Immediately after the conclusion of the war, military commentators tried to solve one of the conflict’s great puzzles: how did an out-gunned and out-manned German army manage to hold out for so long against such great odds? The early answers to this question dismissed the importance of ideas in motivating German soldiers; rather, notions of primary group solidarity – fighting for one’s closest comrades – predominated.[2] This focus on professionalism also diverted attention from the army’s participation in the war of annihilation. Instead, German crimes in the Soviet Union were blamed on the SS and other Nazi organizations, while the army was generally portrayed as an apolitical entity that had merely carried out its professional duty by fighting a ‘clean’ war in the east. This view was crafted by numerous former high-ranking German officers who published memoirs of their service, as well as historians sympathetic to their post-war fate.[3] The growing tensions of the Cold War only reinforced this narrative as the United States looked to integrate a rearmed West Germany into the western bloc. It was only from the late 1960s that historians began to uncover the army’s complicity in Hitler’s war of annihilation; by the 1980s it was clear that the army had participated on a massive scale in the Vernichtungskrieg.[4] The primary question asked by historians during the twenty-first century has concerned the ‘why’ instead of the ‘what’. Why did the army as an institution and the soldiers themselves stay in the fight until Germany was completely and utterly defeated, and why did both groups commit war crimes?

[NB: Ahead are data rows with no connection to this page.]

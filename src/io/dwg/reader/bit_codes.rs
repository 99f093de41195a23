//! Prefix-coded scalars (BS, BL, BD, DD) and variable text (TV).
//!
//! Each value starts with a 2-bit code selecting one of four encodings, so
//! the common values 0, 1 and small integers cost only a few bits. Reads are
//! transactional: on failure the cursor is left where it was.

use crate::error::{DwgError, Result};
use crate::io::dwg::constants::{bit_double, bit_double_with_default, bit_long, bit_short};

use super::bit_ops::{
    read_2bits, read_bytes, read_raw_char, read_raw_double, read_raw_long, read_raw_short,
    read_shifted_into,
};

use encoding_rs::Encoding;
use tracing::debug;

/// **BS** - Read a BitShort.
///
/// | code | data                | value                |
/// |------|---------------------|----------------------|
/// | 00   | raw short (16 bits) | the short            |
/// | 01   | raw char (8 bits)   | the char, unsigned   |
/// | 10   | none                | 0                    |
/// | 11   | none                | 256                  |
pub fn read_bit_short(data: &[u8], cursor: &mut usize) -> Result<i16> {
    let mut pos = *cursor;
    let value = match read_2bits(data, &mut pos)? {
        bit_short::NORMAL => read_raw_short(data, &mut pos)?,
        bit_short::UNSIGNED_CHAR => read_raw_char(data, &mut pos)? as i16,
        bit_short::ZERO_VALUE => 0,
        _ => 256,
    };
    *cursor = pos;
    Ok(value)
}

/// **BL** - Read a BitLong.
///
/// Code 11 is not used by the format; it is reported as
/// [`DwgError::InvalidPrefixCode`] rather than decoded as a placeholder.
pub fn read_bit_long(data: &[u8], cursor: &mut usize) -> Result<i32> {
    let mut pos = *cursor;
    let value = match read_2bits(data, &mut pos)? {
        bit_long::NORMAL => read_raw_long(data, &mut pos)?,
        bit_long::UNSIGNED_CHAR => read_raw_char(data, &mut pos)? as i32,
        bit_long::ZERO_VALUE => 0,
        code => {
            debug!(bit_offset = *cursor, code, "unused BitLong prefix code");
            return Err(DwgError::InvalidPrefixCode {
                value_type: "BitLong",
                code,
            });
        }
    };
    *cursor = pos;
    Ok(value)
}

/// **BD** - Read a BitDouble.
///
/// Code 01 is 1.0, code 10 is 0.0; the unused code 11 also decodes as 0.0
/// and consumes no data.
pub fn read_bit_double(data: &[u8], cursor: &mut usize) -> Result<f64> {
    let mut pos = *cursor;
    let value = match read_2bits(data, &mut pos)? {
        bit_double::NORMAL => read_raw_double(data, &mut pos)?,
        bit_double::ONE_VALUE => 1.0,
        bit_double::ZERO_VALUE => 0.0,
        code => {
            debug!(bit_offset = *cursor, code, "unused BitDouble prefix code, reading 0.0");
            0.0
        }
    };
    *cursor = pos;
    Ok(value)
}

/// **DD** - Read a BitDouble patched over a default value.
///
/// The default's little-endian bytes are kept and partly overwritten:
///
/// - 00: the default unchanged
/// - 01: 4 bytes replace bytes 0–3
/// - 10: 6 bytes replace bytes 4–5 first, then bytes 0–3
/// - 11: 8 bytes replace the whole value
pub fn read_bit_double_with_default(data: &[u8], cursor: &mut usize, default: f64) -> Result<f64> {
    let mut pos = *cursor;
    let mut arr = default.to_le_bytes();

    match read_2bits(data, &mut pos)? {
        bit_double_with_default::DEFAULT_VALUE => {}
        bit_double_with_default::PATCH_4_BYTES => {
            read_shifted_into(data, &mut pos, &mut arr[0..4])?;
        }
        bit_double_with_default::PATCH_6_BYTES => {
            read_shifted_into(data, &mut pos, &mut arr[4..6])?;
            read_shifted_into(data, &mut pos, &mut arr[0..4])?;
        }
        _ => {
            read_shifted_into(data, &mut pos, &mut arr)?;
        }
    }

    *cursor = pos;
    Ok(f64::from_le_bytes(arr))
}

/// Read the raw bytes of a variable text: a BitShort count, then that many
/// chars. There is no terminator.
pub fn read_text_bytes(data: &[u8], cursor: &mut usize) -> Result<Vec<u8>> {
    let mut pos = *cursor;
    let length = read_bit_short(data, &mut pos)?;
    if length < 0 {
        debug!(bit_offset = *cursor, length, "negative text length");
        return Err(DwgError::InvalidTextLength(length));
    }
    let bytes = read_bytes(data, &mut pos, length as usize)?;
    *cursor = pos;
    Ok(bytes)
}

/// **TV** - Read a variable text decoded with the Windows-1252 code page.
pub fn read_variable_text(data: &[u8], cursor: &mut usize) -> Result<String> {
    read_variable_text_with_encoding(data, cursor, encoding_rs::WINDOWS_1252)
}

/// **TV** - Read a variable text decoded with `encoding`.
pub fn read_variable_text_with_encoding(
    data: &[u8],
    cursor: &mut usize,
    encoding: &'static Encoding,
) -> Result<String> {
    let bytes = read_text_bytes(data, cursor)?;
    if bytes.is_empty() {
        return Ok(String::new());
    }
    let (decoded, _) = encoding.decode_without_bom_handling(&bytes);
    Ok(decoded.into_owned())
}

Historians have identified several different possible answers to these questions. According to one perspective, ideology served to cement German soldiers to the cause, providing them with the necessary mental and spiritual foundation to sustain the war effort some two years after it was clear the Third Reich would be defeated. This same ideology also served to legitimize ruthless behaviour against enemy combatants and civilians, who were seen as not only racially inferior to the German Herrenmenschen, but who also threatened to destroy Western civilization with their Jewish-Bolshevik ideals.[5] Another approach focuses on the professionalism of the German army and the soldier in carrying out their duty. This view holds that German soldiers of all ranks internalized the military ethos that demanded the fulfilment of their mission of defending the Reich from its enemies.[6] Such a perspective is closely tied with emphases on the patriotism of soldiers determined to fight for their country and family.[7] Finally, the idea of military necessity has also been advanced as an explanation for the army’s conduct on the Eastern front. In its attempt to emerge victorious on the battlefield, the army resorted to whatever practices and policies it viewed as necessary at a given time. By subscribing to this idea, the army alternated between periods of conciliatory and violent, coercive behaviour towards the Soviet civilian population.[8] Any examination of why and how the army – and by extension its soldiers – conducted itself needs to be put into the context of these four approaches and their interconnections.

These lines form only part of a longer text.